## Exercise goal
Examine the entries and show every line in which the word "info" is found.

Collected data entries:
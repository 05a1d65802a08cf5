use std::sync::Arc;

use axum::http::HeaderValue;
use axum::{Router, middleware, routing::delete, routing::get, routing::post, routing::put};
use tower_http::compression::CompressionLayer;
use tower_http::cors::{Any, CorsLayer};
use tower_http::trace::TraceLayer;
use tracing_subscriber::EnvFilter;

use argus_api::AppState;
use argus_api::audit::AuditLog;
use argus_api::config::{AppConfig, TuningConfig};
use argus_api::enrich::{Enricher, llm::LlmClient};
use argus_api::geocode::Geocoder;
use argus_api::handlers;
use argus_api::ingest::{IngestWorker, rss::RssFetcher};
use argus_api::realtime::{Broker, spawn_heartbeat};
use argus_api::scheduler;
use argus_api::store::Store;

#[tokio::main]
async fn main() -> anyhow::Result<()> {
    dotenvy::dotenv().ok();
    tracing_subscriber::fmt()
        .with_env_filter(
            EnvFilter::try_from_default_env()
                .unwrap_or_else(|_| EnvFilter::new("argus_api=debug,tower_http=debug")),
        )
        .init();

    let config = Arc::new(AppConfig::from_env());
    let tuning = Arc::new(TuningConfig::load(
        std::env::var("ARGUS_CONFIG").unwrap_or_else(|_| "./argus.toml".to_string()),
    )?);

    let store = Arc::new(Store::open(&config.db_path)?);
    tracing::info!("store opened at {}", config.db_path);

    let llm = match config.llm.clone() {
        Some(llm_config) => Some(LlmClient::new(
            llm_config,
            tuning.enrichment.llm_concurrency,
            tuning.enrichment.llm_timeout_secs,
        )?),
        None => None,
    };
    let geocoder = match config.geocoder.clone() {
        Some(geo_config) => Some(Geocoder::new(geo_config)?),
        None => None,
    };
    let enricher = Arc::new(Enricher::new(llm, geocoder));

    let broker = Arc::new(Broker::new(config.heartbeat_secs));
    spawn_heartbeat(broker.clone(), config.heartbeat_secs);

    // One worker per source class; RSS is the built-in one, the rest plug
    // in behind the SourceFetcher trait.
    let rss_worker = Arc::new(IngestWorker::new(
        store.clone(),
        enricher.clone(),
        broker.clone(),
        Arc::new(RssFetcher::new(tuning.ingest.fetch_timeout_secs)?),
        tuning.ingest.clone(),
    ));
    scheduler::spawn_all(store.clone(), vec![rss_worker], (*tuning).clone());

    let state = AppState {
        store,
        broker,
        audit: Arc::new(AuditLog::new()),
        config: config.clone(),
        tuning,
    };

    let cors = if config.cors_origins == "*" {
        CorsLayer::permissive()
    } else {
        let origins: Vec<HeaderValue> = config
            .cors_origins
            .split(',')
            .filter_map(|o| o.trim().parse().ok())
            .collect();
        CorsLayer::new()
            .allow_origin(origins)
            .allow_methods(Any)
            .allow_headers(Any)
    };

    let app = Router::new()
        // Event surface
        .route("/api/v1/events", get(handlers::events::list_events))
        .route("/api/v1/events/{id}", get(handlers::events::get_event))
        .route(
            "/api/v1/events/{id}/feedback",
            post(handlers::feedback::submit_feedback),
        )
        .route("/api/v1/clusters/{id}", get(handlers::events::get_cluster))
        // Dashboards
        .route("/api/v1/dashboard/summary", get(handlers::dashboard::summary))
        .route("/api/v1/dashboard/trends", get(handlers::dashboard::trends))
        // Dossiers
        .route(
            "/api/v1/dossiers",
            get(handlers::dossiers::list_dossiers).post(handlers::dossiers::create_dossier),
        )
        .route(
            "/api/v1/dossiers/{id}",
            get(handlers::dossiers::get_dossier)
                .put(handlers::dossiers::update_dossier)
                .delete(handlers::dossiers::delete_dossier),
        )
        // Watchlists
        .route(
            "/api/v1/watchlists",
            get(handlers::watchlists::list_watchlists).post(handlers::watchlists::create_watchlist),
        )
        .route(
            "/api/v1/watchlists/{id}",
            get(handlers::watchlists::get_watchlist)
                .put(handlers::watchlists::update_watchlist)
                .delete(handlers::watchlists::delete_watchlist),
        )
        // Org settings
        .route(
            "/api/v1/settings",
            get(handlers::settings::get_settings)
                .put(handlers::settings::update_settings)
                .delete(handlers::settings::reset_settings),
        )
        // Feedback
        .route("/api/v1/feedback/stats", get(handlers::feedback::feedback_stats))
        .route(
            "/api/v1/feedback/{id}",
            delete(handlers::feedback::delete_feedback),
        )
        // Audit
        .route("/api/v1/audit", get(handlers::audit::list_audit))
        // Source administration
        .route(
            "/api/v1/sources",
            get(handlers::sources::list_sources).post(handlers::sources::create_source),
        )
        .route(
            "/api/v1/sources/{id}",
            put(handlers::sources::update_source).delete(handlers::sources::delete_source),
        )
        // Org / user bootstrap
        .route(
            "/api/v1/orgs",
            get(handlers::orgs::list_orgs).post(handlers::orgs::create_org),
        )
        .route("/api/v1/orgs/{org_id}/members", post(handlers::orgs::add_member))
        .route("/api/v1/users", post(handlers::orgs::create_user))
        .route("/api/v1/users/{id}", delete(handlers::orgs::delete_user))
        // Fusion admin trigger
        .route("/api/v1/fusion/run", post(handlers::fusion::run_fusion_now))
        // Realtime
        .route("/api/v1/stream", get(handlers::stream::stream))
        // Health
        .route("/healthz", get(handlers::health::healthz))
        .layer(middleware::from_fn(request_id))
        .layer(cors)
        .layer(CompressionLayer::new())
        .layer(TraceLayer::new_for_http())
        .with_state(state);

    tracing::info!("argus-api listening on {}", config.bind_addr);
    let listener = tokio::net::TcpListener::bind(&config.bind_addr).await?;
    axum::serve(listener, app).await?;

    Ok(())
}

/// Correlation id: propagated when the client sends one, minted otherwise.
async fn request_id(
    req: axum::extract::Request,
    next: middleware::Next,
) -> axum::response::Response {
    let id = req
        .headers()
        .get("x-request-id")
        .and_then(|v| v.to_str().ok())
        .map(str::to_string)
        .unwrap_or_else(|| uuid::Uuid::new_v4().to_string());
    let mut resp = next.run(req).await;
    if let Ok(value) = HeaderValue::from_str(&id) {
        resp.headers_mut().insert("x-request-id", value);
    }
    resp
}
pub mod audit;
pub mod auth;
pub mod config;
pub mod enrich;
pub mod error;
pub mod fusion;
pub mod geocode;
pub mod handlers;
pub mod ingest;
pub mod matcher;
pub mod models;
pub mod realtime;
pub mod retention;
pub mod scheduler;
pub mod store;

use std::sync::Arc;

use audit::AuditLog;
use config::{AppConfig, TuningConfig};
use realtime::Broker;
use store::Store;

#[derive(Clone)]
pub struct AppState {
    pub store: Arc<Store>,
    pub broker: Arc<Broker>,
    pub audit: Arc<AuditLog>,
    pub config: Arc<AppConfig>,
    pub tuning: Arc<TuningConfig>,
}
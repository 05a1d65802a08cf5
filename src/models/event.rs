use chrono::{DateTime, Utc};
use serde::{Deserialize, Serialize};

/// Event category. `other` is the terminal fallback of the categorizer.
#[derive(Debug, Clone, Copy, PartialEq, Eq, Hash, Serialize, Deserialize)]
#[serde(rename_all = "snake_case")]
pub enum Category {
    Protest,
    Crime,
    ReligiousFreedom,
    CulturalTension,
    Political,
    Infrastructure,
    Health,
    Migration,
    Economic,
    Weather,
    CommunityEvent,
    Other,
}

impl Category {
    pub const ALL: [Category; 12] = [
        Category::Protest,
        Category::Crime,
        Category::ReligiousFreedom,
        Category::CulturalTension,
        Category::Political,
        Category::Infrastructure,
        Category::Health,
        Category::Migration,
        Category::Economic,
        Category::Weather,
        Category::CommunityEvent,
        Category::Other,
    ];

    pub fn as_str(&self) -> &'static str {
        match self {
            Category::Protest => "protest",
            Category::Crime => "crime",
            Category::ReligiousFreedom => "religious_freedom",
            Category::CulturalTension => "cultural_tension",
            Category::Political => "political",
            Category::Infrastructure => "infrastructure",
            Category::Health => "health",
            Category::Migration => "migration",
            Category::Economic => "economic",
            Category::Weather => "weather",
            Category::CommunityEvent => "community_event",
            Category::Other => "other",
        }
    }

    pub fn parse(s: &str) -> Option<Category> {
        Category::ALL.iter().copied().find(|c| c.as_str() == s)
    }

    /// Categories in the safety set get the relevance boost.
    pub fn is_safety(&self) -> bool {
        matches!(
            self,
            Category::Crime
                | Category::Protest
                | Category::ReligiousFreedom
                | Category::Health
                | Category::Migration
                | Category::Infrastructure
        )
    }
}

#[derive(Debug, Clone, Copy, PartialEq, Eq, Hash, Serialize, Deserialize)]
#[serde(rename_all = "snake_case")]
pub enum Sentiment {
    Positive,
    Neutral,
    Negative,
}

impl Sentiment {
    pub fn as_str(&self) -> &'static str {
        match self {
            Sentiment::Positive => "positive",
            Sentiment::Neutral => "neutral",
            Sentiment::Negative => "negative",
        }
    }

    pub fn parse(s: &str) -> Option<Sentiment> {
        match s {
            "positive" => Some(Sentiment::Positive),
            "neutral" => Some(Sentiment::Neutral),
            "negative" => Some(Sentiment::Negative),
            _ => None,
        }
    }
}

/// Extracted entities along five axes. Empty lists are valid.
#[derive(Debug, Clone, Default, PartialEq, Serialize, Deserialize)]
pub struct EntityBag {
    #[serde(default)]
    pub locations: Vec<String>,
    #[serde(default)]
    pub organizations: Vec<String>,
    #[serde(default)]
    pub groups: Vec<String>,
    #[serde(default)]
    pub topics: Vec<String>,
    #[serde(default)]
    pub keywords: Vec<String>,
}

impl EntityBag {
    pub fn total(&self) -> usize {
        self.locations.len()
            + self.organizations.len()
            + self.groups.len()
            + self.topics.len()
            + self.keywords.len()
    }

    /// Lowercased union of the axes used for fusion entity overlap.
    pub fn overlap_terms(&self) -> Vec<String> {
        self.locations
            .iter()
            .chain(self.organizations.iter())
            .chain(self.groups.iter())
            .map(|s| s.to_lowercase())
            .collect()
    }
}

/// A normalized feed entry as produced by a `SourceFetcher`, before enrichment.
#[derive(Debug, Clone)]
pub struct RawEvent {
    pub source_id: String,
    pub source_url: String,
    pub raw_title: String,
    pub raw_text: String,
    pub published_at: DateTime<Utc>,
    pub location_hint: Option<String>,
    pub raw_metadata: serde_json::Value,
}

/// Output of the enrichment pipeline. Applied to an event exactly once.
#[derive(Debug, Clone, Serialize, Deserialize)]
pub struct Enrichment {
    pub summary: String,
    pub category: Category,
    pub sentiment: Sentiment,
    pub entities: EntityBag,
    pub location_name: Option<String>,
    pub admin_region: Option<String>,
    pub location_lat: Option<f64>,
    pub location_lon: Option<f64>,
    pub confidence_score: f64,
    pub relevance_score: f64,
    pub priority_score: f64,
}

/// The core unit: a global, enriched intelligence event.
#[derive(Debug, Clone, Serialize, Deserialize)]
pub struct Event {
    pub event_id: String,
    pub source_id: String,
    pub source_url: String,
    pub raw_title: String,
    pub raw_text: String,
    pub fetched_at: DateTime<Utc>,
    pub published_at: DateTime<Utc>,
    /// Event time; equals `published_at` when the true time is unknown.
    pub timestamp: DateTime<Utc>,
    pub location_name: Option<String>,
    pub admin_region: Option<String>,
    pub location_lat: Option<f64>,
    pub location_lon: Option<f64>,
    pub summary: Option<String>,
    pub category: Option<Category>,
    pub sentiment: Option<Sentiment>,
    pub entities: EntityBag,
    pub confidence_score: f64,
    pub relevance_score: f64,
    pub priority_score: f64,
    pub cluster_id: Option<String>,
    pub source_count: i64,
    pub multi_source_boost: bool,
    /// Bumped on every mutation; cluster assignment is compare-and-set on it.
    pub row_version: i64,
    pub enriched_at: Option<DateTime<Utc>>,
    pub deleted_at: Option<DateTime<Utc>>,
    pub metadata: serde_json::Value,
}

impl Event {
    pub fn is_enriched(&self) -> bool {
        self.enriched_at.is_some()
    }
}

#[cfg(test)]
mod tests {
    use super::*;

    #[test]
    fn category_roundtrip() {
        for c in Category::ALL {
            assert_eq!(Category::parse(c.as_str()), Some(c));
        }
        assert_eq!(Category::parse("bogus"), None);
    }

    #[test]
    fn safety_set_membership() {
        assert!(Category::Crime.is_safety());
        assert!(Category::Migration.is_safety());
        assert!(!Category::Weather.is_safety());
        assert!(!Category::Other.is_safety());
    }

    #[test]
    fn entity_bag_totals() {
        let bag = EntityBag {
            locations: vec!["Brussels".into()],
            organizations: vec!["EU".into(), "NATO".into()],
            groups: vec![],
            topics: vec!["migration".into()],
            keywords: vec![],
        };
        assert_eq!(bag.total(), 4);
        assert_eq!(bag.overlap_terms(), vec!["brussels", "eu", "nato"]);
    }
}
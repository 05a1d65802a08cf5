use async_trait::async_trait;
use chrono::{DateTime, Utc};
use std::time::Duration;

use crate::ingest::{FetchedEntry, SourceFetcher};
use crate::models::source::{Source, SourceType};

/// RSS/Atom fetcher. The one mandatory source class; the others plug in
/// behind the same trait.
pub struct RssFetcher {
    http: reqwest::Client,
}

impl RssFetcher {
    pub fn new(timeout_secs: u64) -> anyhow::Result<Self> {
        let http = reqwest::Client::builder()
            .timeout(Duration::from_secs(timeout_secs))
            .user_agent("argus-api")
            .build()?;
        Ok(Self { http })
    }
}

#[async_trait]
impl SourceFetcher for RssFetcher {
    fn source_type(&self) -> SourceType {
        SourceType::Rss
    }

    async fn fetch(
        &self,
        source: &Source,
        since: Option<DateTime<Utc>>,
    ) -> anyhow::Result<Vec<FetchedEntry>> {
        let resp = self
            .http
            .get(&source.url)
            .send()
            .await?
            .error_for_status()?;
        let bytes = resp.bytes().await?;
        let feed = feed_rs::parser::parse(&bytes[..])?;
        let entries = feed
            .entries
            .into_iter()
            .filter_map(map_entry)
            // Entries without a publication date are kept; `since` only
            // prunes ones we know are old.
            .filter(|e| match (since, e.published_at) {
                (Some(since), Some(published)) => published > since,
                _ => true,
            })
            .collect();
        Ok(entries)
    }
}

fn map_entry(entry: feed_rs::model::Entry) -> Option<FetchedEntry> {
    let source_url = entry
        .links
        .first()
        .map(|l| l.href.clone())
        .or_else(|| {
            let id = entry.id.clone();
            id.starts_with("http").then_some(id)
        })?;
    let title = entry.title.as_ref().map(|t| t.content.clone())?;
    let text = entry
        .summary
        .as_ref()
        .map(|s| s.content.clone())
        .or_else(|| entry.content.as_ref().and_then(|c| c.body.clone()))
        .unwrap_or_default();
    Some(FetchedEntry {
        source_url,
        published_at: entry.published.or(entry.updated),
        title,
        text,
        location_hint: None,
        raw_metadata: serde_json::json!({}),
    })
}

#[cfg(test)]
mod tests {
    use super::*;

    const FEED: &str = r#"<?xml version="1.0"?>
<rss version="2.0"><channel>
  <title>Wire</title>
  <item>
    <title>Protest in Brussels over migration policy</title>
    <link>https://wire.example/brussels-protest</link>
    <description>Hundreds marched through central Brussels.</description>
    <pubDate>Thu, 20 Nov 2025 10:00:00 GMT</pubDate>
  </item>
  <item>
    <title>Untitled entry without link</title>
  </item>
</channel></rss>"#;

    #[test]
    fn maps_feed_entries() {
        let feed = feed_rs::parser::parse(FEED.as_bytes()).unwrap();
        let entries: Vec<FetchedEntry> =
            feed.entries.into_iter().filter_map(map_entry).collect();
        assert_eq!(entries.len(), 1);
        let entry = &entries[0];
        assert_eq!(entry.source_url, "https://wire.example/brussels-protest");
        assert_eq!(entry.title, "Protest in Brussels over migration policy");
        assert!(entry.text.contains("central Brussels"));
        assert!(entry.published_at.is_some());
    }
}
//! Name -> coordinate resolution against a Nominatim-style endpoint, with a
//! per-provider rate limit. Disabled entirely when no URL is configured.

use std::time::Duration;

use tokio::sync::Mutex;
use tokio::time::Instant;

use crate::config::GeocoderConfig;

pub struct Geocoder {
    http: reqwest::Client,
    config: GeocoderConfig,
    last_call: Mutex<Option<Instant>>,
}

#[derive(serde::Deserialize)]
struct GeocodeHit {
    lat: serde_json::Value,
    lon: serde_json::Value,
}

fn coord(value: &serde_json::Value) -> Option<f64> {
    match value {
        serde_json::Value::Number(n) => n.as_f64(),
        serde_json::Value::String(s) => s.parse().ok(),
        _ => None,
    }
}

impl Geocoder {
    pub fn new(config: GeocoderConfig) -> anyhow::Result<Self> {
        let http = reqwest::Client::builder()
            .timeout(Duration::from_secs(10))
            .build()?;
        Ok(Self {
            http,
            config,
            last_call: Mutex::new(None),
        })
    }

    /// Resolves a place name. Returns None on miss or provider error; the
    /// event stays valid without coordinates.
    pub async fn geocode(&self, name: &str) -> Option<(f64, f64)> {
        self.throttle().await;
        let url = format!(
            "{}?format=json&limit=1&q={}",
            self.config.url,
            urlencoding::encode(name)
        );
        let resp = match self.http.get(&url).send().await {
            Ok(r) => r,
            Err(e) => {
                tracing::warn!("geocoder request failed for '{name}': {e}");
                return None;
            }
        };
        if !resp.status().is_success() {
            tracing::warn!("geocoder returned {} for '{name}'", resp.status());
            return None;
        }
        let hits: Vec<GeocodeHit> = match resp.json().await {
            Ok(h) => h,
            Err(e) => {
                tracing::warn!("geocoder payload unparsable for '{name}': {e}");
                return None;
            }
        };
        let hit = hits.first()?;
        Some((coord(&hit.lat)?, coord(&hit.lon)?))
    }

    async fn throttle(&self) {
        let min_gap = Duration::from_millis(self.config.rate_limit_ms);
        let mut last = self.last_call.lock().await;
        if let Some(prev) = *last {
            let elapsed = prev.elapsed();
            if elapsed < min_gap {
                tokio::time::sleep(min_gap - elapsed).await;
            }
        }
        *last = Some(Instant::now());
    }
}

#[cfg(test)]
mod tests {
    use super::*;

    #[test]
    fn coords_parse_from_strings_and_numbers() {
        assert_eq!(coord(&serde_json::json!("50.85")), Some(50.85));
        assert_eq!(coord(&serde_json::json!(4.35)), Some(4.35));
        assert_eq!(coord(&serde_json::json!(null)), None);
    }
}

## Output
    tracing::info!("store opened at {}", config.db_path);
    tracing::info!("argus-api listening on {}", config.bind_addr);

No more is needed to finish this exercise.